'''
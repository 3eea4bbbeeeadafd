//! Firestore REST API client.
//!
//! Covers the subset of the v1 API the tracker needs:
//! - Document reads, optionally inside a transaction
//! - `beginTransaction` / `commit` / `rollback`
//! - Exponential backoff with jitter
//! - Observability (tracing spans, metrics)

use std::sync::Arc;
use std::time::{Duration, Instant};

use gcp_auth::{CustomServiceAccount, TokenProvider};
use reqwest::{Client, Method, StatusCode};
use serde::Serialize;
use tracing::{debug, info_span, warn, Instrument};

use crate::error::{FirestoreError, FirestoreResult};
use crate::metrics::record_request;
use crate::retry::RetryConfig;
use crate::types::{
    BeginTransactionRequest, BeginTransactionResponse, CommitRequest, CommitResponse, Document,
    RollbackRequest, Write,
};

const FIRESTORE_SCOPE: &str = "https://www.googleapis.com/auth/datastore";

// =============================================================================
// Configuration
// =============================================================================

/// Firestore client configuration.
#[derive(Debug, Clone)]
pub struct FirestoreConfig {
    /// GCP project ID
    pub project_id: String,
    /// Database ID (usually "(default)")
    pub database_id: String,
    /// Request timeout
    pub timeout: Duration,
    /// Connect timeout
    pub connect_timeout: Duration,
    /// Retry configuration
    pub retry: RetryConfig,
}

impl FirestoreConfig {
    /// Create config from environment variables.
    pub fn from_env() -> FirestoreResult<Self> {
        let project_id = std::env::var("GCP_PROJECT_ID")
            .or_else(|_| std::env::var("FIREBASE_PROJECT_ID"))
            .map_err(|_| {
                FirestoreError::auth_error(
                    "GCP_PROJECT_ID or FIREBASE_PROJECT_ID must be set to access Firestore",
                )
            })?;

        if project_id.is_empty() {
            return Err(FirestoreError::auth_error(
                "GCP_PROJECT_ID or FIREBASE_PROJECT_ID cannot be empty",
            ));
        }

        let connect_timeout_secs: u64 = std::env::var("FIRESTORE_CONNECT_TIMEOUT_SECS")
            .ok()
            .and_then(|s| s.parse().ok())
            .unwrap_or(5);

        Ok(Self {
            project_id,
            database_id: std::env::var("FIRESTORE_DATABASE_ID")
                .unwrap_or_else(|_| "(default)".to_string()),
            timeout: Duration::from_secs(30),
            connect_timeout: Duration::from_secs(connect_timeout_secs),
            retry: RetryConfig::from_env(),
        })
    }
}

// =============================================================================
// Client
// =============================================================================

/// Firestore REST API client.
#[derive(Clone)]
pub struct FirestoreClient {
    http: Client,
    config: FirestoreConfig,
    base_url: String,
    auth: Arc<dyn TokenProvider>,
}

impl FirestoreClient {
    /// Create a new Firestore client.
    pub async fn new(config: FirestoreConfig) -> FirestoreResult<Self> {
        let auth = Self::create_auth_provider().await?;

        let http = Client::builder()
            .timeout(config.timeout)
            .connect_timeout(config.connect_timeout)
            .pool_idle_timeout(Duration::from_secs(90))
            .pool_max_idle_per_host(10)
            .user_agent(concat!("vtrack-firestore/", env!("CARGO_PKG_VERSION")))
            .build()
            .map_err(FirestoreError::Network)?;

        let base_url = format!(
            "https://firestore.googleapis.com/v1/projects/{}/databases/{}/documents",
            config.project_id, config.database_id
        );

        Ok(Self {
            http,
            config,
            base_url,
            auth,
        })
    }

    /// Service account from `GOOGLE_APPLICATION_CREDENTIALS`, else whatever
    /// the environment offers (metadata server, gcloud user credentials).
    async fn create_auth_provider() -> FirestoreResult<Arc<dyn TokenProvider>> {
        let service_account = CustomServiceAccount::from_env().map_err(|e| {
            FirestoreError::auth_error(format!("Failed to load service account: {}", e))
        })?;

        match service_account {
            Some(sa) => Ok(Arc::new(sa)),
            None => gcp_auth::provider().await.map_err(|e| {
                FirestoreError::auth_error(format!("No GCP credentials available: {}", e))
            }),
        }
    }

    /// Create from environment variables.
    pub async fn from_env() -> FirestoreResult<Self> {
        let config = FirestoreConfig::from_env()?;
        Self::new(config).await
    }

    /// Get an access token. The provider caches and refreshes internally.
    async fn get_token(&self) -> FirestoreResult<String> {
        let token = self
            .auth
            .token(&[FIRESTORE_SCOPE])
            .await
            .map_err(|e| FirestoreError::auth_error(format!("Token fetch failed: {}", e)))?;
        Ok(token.as_str().to_string())
    }

    /// Build document URL.
    fn document_path(&self, collection: &str, doc_id: &str) -> String {
        format!("{}/{}/{}", self.base_url, collection, doc_id)
    }

    /// Full resource name, as required by writes and preconditions.
    pub fn full_document_name(&self, collection: &str, doc_id: &str) -> String {
        format!(
            "projects/{}/databases/{}/documents/{}/{}",
            self.config.project_id, self.config.database_id, collection, doc_id
        )
    }

    // =========================================================================
    // Reads
    // =========================================================================

    /// Get a document.
    pub async fn get_document(
        &self,
        collection: &str,
        doc_id: &str,
    ) -> FirestoreResult<Option<Document>> {
        let url = self.document_path(collection, doc_id);
        self.execute_request("get_document", collection, Some(doc_id), self.fetch_document(url))
            .await
    }

    /// Get a document, taking a lock on it for the given transaction.
    pub async fn get_document_in_transaction(
        &self,
        collection: &str,
        doc_id: &str,
        transaction: &str,
    ) -> FirestoreResult<Option<Document>> {
        let url = format!(
            "{}?transaction={}",
            self.document_path(collection, doc_id),
            urlencoding::encode(transaction)
        );
        self.execute_request(
            "get_document_tx",
            collection,
            Some(doc_id),
            self.fetch_document(url),
        )
        .await
    }

    async fn fetch_document(&self, url: String) -> FirestoreResult<Option<Document>> {
        let response = self.send::<()>(Method::GET, &url, None).await?;
        match response.status() {
            StatusCode::OK => Ok(Some(response.json().await?)),
            StatusCode::NOT_FOUND => Ok(None),
            status => Err(Self::handle_error_response(status, &url, response).await),
        }
    }

    // =========================================================================
    // Transactions
    // =========================================================================

    /// Start a read-write transaction and return its handle.
    pub async fn begin_transaction(&self) -> FirestoreResult<String> {
        let url = format!("{}:beginTransaction", self.base_url);
        let request = BeginTransactionRequest::read_write();

        self.execute_request("begin_transaction", "transaction", None, async {
            let response = self.send(Method::POST, &url, Some(&request)).await?;
            match response.status() {
                StatusCode::OK => {
                    let begun: BeginTransactionResponse = response.json().await?;
                    Ok(begun.transaction)
                }
                status => Err(Self::handle_error_response(status, &url, response).await),
            }
        })
        .await
    }

    /// Commit writes, atomically. Passing a transaction handle also releases
    /// the locks it holds; without one the writes still apply all-or-nothing.
    pub async fn commit(
        &self,
        writes: Vec<Write>,
        transaction: Option<String>,
    ) -> FirestoreResult<CommitResponse> {
        let url = format!("{}:commit", self.base_url);
        let request = CommitRequest {
            writes,
            transaction,
        };

        self.execute_request("commit", "transaction", None, async {
            let response = self.send(Method::POST, &url, Some(&request)).await?;
            match response.status() {
                StatusCode::OK => Ok(response.json().await?),
                status => Err(Self::handle_error_response(status, &url, response).await),
            }
        })
        .await
    }

    /// Roll back a transaction.
    pub async fn rollback(&self, transaction: String) -> FirestoreResult<()> {
        let url = format!("{}:rollback", self.base_url);
        let request = RollbackRequest { transaction };

        self.execute_request("rollback", "transaction", None, async {
            let response = self.send(Method::POST, &url, Some(&request)).await?;
            match response.status() {
                StatusCode::OK => Ok(()),
                // Already expired or committed
                StatusCode::NOT_FOUND | StatusCode::BAD_REQUEST => {
                    debug!(url = %url, "Rollback of a finished transaction ignored");
                    Ok(())
                }
                status => Err(Self::handle_error_response(status, &url, response).await),
            }
        })
        .await
    }

    /// Roll back, logging instead of failing. Used on paths that already
    /// carry a more relevant error or outcome.
    pub async fn rollback_quietly(&self, transaction: String) {
        if let Err(e) = self.rollback(transaction).await {
            warn!(error = %e, "Firestore rollback failed; transaction will expire on its own");
        }
    }

    /// Execute with retry.
    pub async fn with_retry<T, F, Fut>(&self, operation: &str, op: F) -> FirestoreResult<T>
    where
        F: Fn() -> Fut,
        Fut: std::future::Future<Output = FirestoreResult<T>>,
    {
        crate::retry::with_retry(&self.config.retry, operation, op).await
    }

    // =========================================================================
    // Internal Helpers
    // =========================================================================

    /// Send an authenticated request.
    async fn send<B: Serialize + ?Sized>(
        &self,
        method: Method,
        url: &str,
        body: Option<&B>,
    ) -> FirestoreResult<reqwest::Response> {
        let token = self.get_token().await?;
        let mut request = self.http.request(method, url).bearer_auth(&token);
        if let Some(body) = body {
            request = request.json(body);
        }

        let response = request.send().await?;
        if response.status() == StatusCode::UNAUTHORIZED {
            let body = response.text().await.unwrap_or_default();
            return Err(FirestoreError::auth_error(format!("{} failed: {}", url, body)));
        }
        Ok(response)
    }

    /// Execute a request with tracing and metrics.
    async fn execute_request<T, F>(
        &self,
        operation: &str,
        collection: &str,
        doc_id: Option<&str>,
        fut: F,
    ) -> FirestoreResult<T>
    where
        F: std::future::Future<Output = FirestoreResult<T>>,
    {
        let span = if let Some(id) = doc_id {
            info_span!("firestore_request", operation = %operation, collection = %collection, doc_id = %id)
        } else {
            info_span!("firestore_request", operation = %operation, collection = %collection)
        };

        let start = Instant::now();
        let result = fut.instrument(span).await;
        let latency_ms = start.elapsed().as_millis() as f64;

        let status = match &result {
            Ok(_) => 200,
            Err(e) => e.http_status().unwrap_or(500),
        };
        record_request(operation, status, latency_ms);

        result
    }

    async fn handle_error_response(
        status: StatusCode,
        url: &str,
        response: reqwest::Response,
    ) -> FirestoreError {
        let body = response.text().await.unwrap_or_default();
        FirestoreError::from_http_status(status.as_u16(), format!("{} failed: {}", url, body))
    }
}

// =============================================================================
// Tests
// =============================================================================

#[cfg(test)]
mod tests {
    use super::*;
    use serial_test::serial;

    #[test]
    #[serial]
    fn test_config_from_env_validates_project_id() {
        std::env::remove_var("GCP_PROJECT_ID");
        std::env::remove_var("FIREBASE_PROJECT_ID");
        let result = FirestoreConfig::from_env();
        assert!(result.is_err());
    }

    #[test]
    #[serial]
    fn test_config_falls_back_to_firebase_project() {
        std::env::remove_var("GCP_PROJECT_ID");
        std::env::set_var("FIREBASE_PROJECT_ID", "fb-project");
        let config = FirestoreConfig::from_env().unwrap();
        assert_eq!(config.project_id, "fb-project");
        assert_eq!(config.database_id, "(default)");
        std::env::remove_var("FIREBASE_PROJECT_ID");
    }

    #[test]
    #[serial]
    fn test_config_default_values() {
        std::env::set_var("GCP_PROJECT_ID", "test-project");
        std::env::remove_var("FIRESTORE_CONNECT_TIMEOUT_SECS");
        let config = FirestoreConfig::from_env().unwrap();
        assert_eq!(config.connect_timeout, Duration::from_secs(5));
        assert_eq!(config.timeout, Duration::from_secs(30));
        std::env::remove_var("GCP_PROJECT_ID");
    }
}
'''
■ YOUR OBJECTIVE:
Look through the material and report how many of its lines hold the string "body", giving the number only.

■ OUTPUT FOR THIS TASK:
7